I suspect that at least some voters did not know that a portion of the bond proceeds were to be spent on a $51.2 million stadium “that provide[d] seating for up to 10,000 guests and includes 3,000 parking spaces.”
Spring ISD provides yet another example. On November 8th, 2016, Spring ISD asked voters to approve the following $330 million proposition:
“The issuance of $330,000,000 of bonds for the construction, acquisition, and equipment of school buildings, including safety, security and technology improvements, for the purchase of necessary sites for school buildings and for the purchase of school buses, and the levying of the tax in payment thereof.”
Some voters were, no doubt, aware that approving the proposition would mean funding a $38 million high school stadium with seating capacity for 8,000 guests and situated on a “117-acre parcel” of land; however, many voters also probably didn’t know because it wasn’t specified in the passage above.
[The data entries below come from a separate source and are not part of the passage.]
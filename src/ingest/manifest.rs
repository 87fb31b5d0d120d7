//! Tabular (CSV/XLSX) manifest adapter: configurable column names for
//! {url, path, record-number, title}, plus a free-form metadata-columns
//! list. Delimiter is chosen by file extension (`.csv`, `.psv`, `.tsv`).
//!
//! Grounded on `original_source/record.go` (`processRecord`'s row-to-fields
//! shape), with the dataset-specific header aliasing deliberately dropped
//! (see DESIGN.md Open Questions) in favor of the generic column-mapping
//! contract in spec §6.

use std::collections::HashMap;
use std::path::Path;

use calamine::Reader;

use crate::config::ColumnMapping;
use crate::error::PipelineError;
use crate::ingest::SeedRecord;

fn delimiter_for(path: &Path) -> u8 {
    match path.extension().and_then(|e| e.to_str()) {
        Some("psv") => b'|',
        Some("tsv") => b'\t',
        _ => b',',
    }
}

fn row_to_seed(headers: &[String], row: &[String], mapping: &ColumnMapping) -> SeedRecord {
    let mut fields: HashMap<&str, &str> = HashMap::new();
    for (header, value) in headers.iter().zip(row.iter()) {
        fields.insert(header.as_str(), value.as_str());
    }

    let lookup = |column: &Option<String>| column.as_deref().and_then(|name| fields.get(name)).map(|v| v.to_string());

    let url = lookup(&mapping.url);
    let path = lookup(&mapping.path).map(std::path::PathBuf::from).unwrap_or_default();
    let title = lookup(&mapping.title);

    let mut metadata = HashMap::new();
    if let Some(record_number) = lookup(&mapping.record_number) {
        metadata.insert("record_number".to_string(), record_number);
    }
    for column in &mapping.metadata_columns {
        if let Some(value) = fields.get(column.as_str()) {
            metadata.insert(column.clone(), value.to_string());
        }
    }

    SeedRecord {
        pdf_path: path,
        url,
        title,
        metadata,
    }
}

/// Parse a CSV/PSV/TSV manifest into seed records.
pub fn read_csv(path: &Path, mapping: &ColumnMapping) -> Result<Vec<SeedRecord>, PipelineError> {
    let mut reader = csv::ReaderBuilder::new().delimiter(delimiter_for(path)).from_path(path)?;

    let headers: Vec<String> = reader.headers()?.iter().map(|h| h.to_string()).collect();

    let mut seeds = Vec::new();
    for record in reader.records() {
        let record = record?;
        let row: Vec<String> = record.iter().map(|f| f.to_string()).collect();
        seeds.push(row_to_seed(&headers, &row, mapping));
    }
    Ok(seeds)
}

/// Parse the first sheet of an XLSX manifest into seed records.
pub fn read_xlsx(path: &Path, mapping: &ColumnMapping) -> Result<Vec<SeedRecord>, PipelineError> {
    let mut workbook: calamine::Xlsx<_> = calamine::open_workbook(path).map_err(|e| PipelineError::PdfAnalysis {
        path: path.to_path_buf(),
        reason: e.to_string(),
    })?;

    let sheet_name = workbook.sheet_names().first().cloned().ok_or_else(|| PipelineError::PdfAnalysis {
        path: path.to_path_buf(),
        reason: "xlsx workbook has no sheets".to_string(),
    })?;

    let range = workbook.worksheet_range(&sheet_name).map_err(|e| PipelineError::PdfAnalysis {
        path: path.to_path_buf(),
        reason: e.to_string(),
    })?;

    let mut rows = range.rows();
    let headers: Vec<String> = match rows.next() {
        Some(header_row) => header_row.iter().map(|c| c.to_string()).collect(),
        None => return Ok(Vec::new()),
    };

    let mut seeds = Vec::new();
    for row in rows {
        let values: Vec<String> = row.iter().map(|c| c.to_string()).collect();
        seeds.push(row_to_seed(&headers, &values, mapping));
    }
    Ok(seeds)
}

impl From<csv::Error> for PipelineError {
    fn from(err: csv::Error) -> Self {
        PipelineError::PdfAnalysis {
            path: std::path::PathBuf::new(),
            reason: err.to_string(),
        }
    }
}

#[cfg(test)]
mod tests {
    use super::*;

    #[test]
    fn delimiter_chosen_by_extension() {
        assert_eq!(delimiter_for(Path::new("a.csv")), b',');
        assert_eq!(delimiter_for(Path::new("a.psv")), b'|');
        assert_eq!(delimiter_for(Path::new("a.tsv")), b'\t');
    }

    #[test]
    fn row_to_seed_maps_configured_columns() {
        let mapping = ColumnMapping {
            url: Some("pdf_url".into()),
            path: None,
            record_number: Some("record_number".into()),
            title: Some("title".into()),
            metadata_columns: vec!["agency".into()],
        };
        let headers = vec!["pdf_url".to_string(), "record_number".to_string(), "title".to_string(), "agency".to_string()];
        let row = vec![
            "https://example.test/doc.pdf".to_string(),
            "104-10009-10022".to_string(),
            "Memo".to_string(),
            "CIA".to_string(),
        ];
        let seed = row_to_seed(&headers, &row, &mapping);
        assert_eq!(seed.url.as_deref(), Some("https://example.test/doc.pdf"));
        assert_eq!(seed.title.as_deref(), Some("Memo"));
        assert_eq!(seed.metadata.get("record_number").map(String::as_str), Some("104-10009-10022"));
        assert_eq!(seed.metadata.get("agency").map(String::as_str), Some("CIA"));
    }

    #[test]
    fn read_csv_parses_configured_columns() {
        let dir = tempfile::tempdir().unwrap();
        let path = dir.path().join("manifest.csv");
        std::fs::write(&path, "pdf_url,title\nhttps://example.test/a.pdf,A\nhttps://example.test/b.pdf,B\n").unwrap();
        let mapping = ColumnMapping {
            url: Some("pdf_url".into()),
            path: None,
            record_number: None,
            title: Some("title".into()),
            metadata_columns: vec![],
        };
        let seeds = read_csv(&path, &mapping).unwrap();
        assert_eq!(seeds.len(), 2);
        assert_eq!(seeds[0].url.as_deref(), Some("https://example.test/a.pdf"));
        assert_eq!(seeds[1].title.as_deref(), Some("B"));
    }
}
//! Import a single local PDF file.
//!
//! Grounded on `original_source/processor.go` (`process_import_pdf`, a stub
//! in the retrieved source); the copy-into-record-directory behavior here
//! mirrors `processRecord`'s `q_file_pdf` handling in `record.go`.

use std::collections::HashMap;
use std::path::Path;

use crate::ingest::SeedRecord;

pub fn seed_from_path(path: &Path, title: Option<String>) -> SeedRecord {
    SeedRecord {
        pdf_path: path.to_path_buf(),
        url: None,
        title,
        metadata: HashMap::new(),
    }
}

#[cfg(test)]
mod tests {
    use super::*;

    #[test]
    fn seed_carries_path_and_title() {
        let seed = seed_from_path(Path::new("/tmp/doc.pdf"), Some("Title".into()));
        assert_eq!(seed.pdf_path, Path::new("/tmp/doc.pdf"));
        assert_eq!(seed.title.as_deref(), Some("Title"));
        assert!(seed.url.is_none());
    }
}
One final example. On May 10th, 2014, Frisco ISD asked voters to approve the following proposition seeking $775 million in new debt. It read as follows:
“The issuance of $775,000,000 of bonds by Frisco Independent School District for the acquisition, construction, and equipment of school buildings, including the purchase of new school buses, and the purchase of the necessary sites for school buildings and levying the tax in payment thereof, including the costs of any credit agreements executed in connection with the bonds.”
In this example, it’s worth noting not just the contents of the bond package, but also its size. At the time it was proposed, Frisco ISD’s $775 million bond was believed the have ranked as the “eighth-largest in state history.” Broadly speaking, it proposed to do the following:
- $665.7 million to build 14 new schools and expand existing facilities;
- $103.2 million to upgrade technology; purchase vehicles; replace and upgrade surveillance cameras and security devices; and pursue energy conservation measures; and
- $6.1 million to upgrade and renovate school stadiums.
In each instance above, voters approved the bond propositions put before them. But it remains unclear as to whether they were well-informed of the proposition’s particulars.
The examples above are not isolated events. Every year, Texas voters are asked to approve several billion dollars in new debt. This makes it critical that the Legislature ensure that the public is knowledgeable and well-informed on the propositions that they are being asked to decide.
By requiring school districts to offer separate ballot propositions, parsed according to either project size or category of expense, lawmakers can help significantly improve ballot language transparency. In turn, that will put voters in a better position to decide which public expenditures are in their best interest and which are not.
Thank you for your time. I look forward to answering any questions that you may have.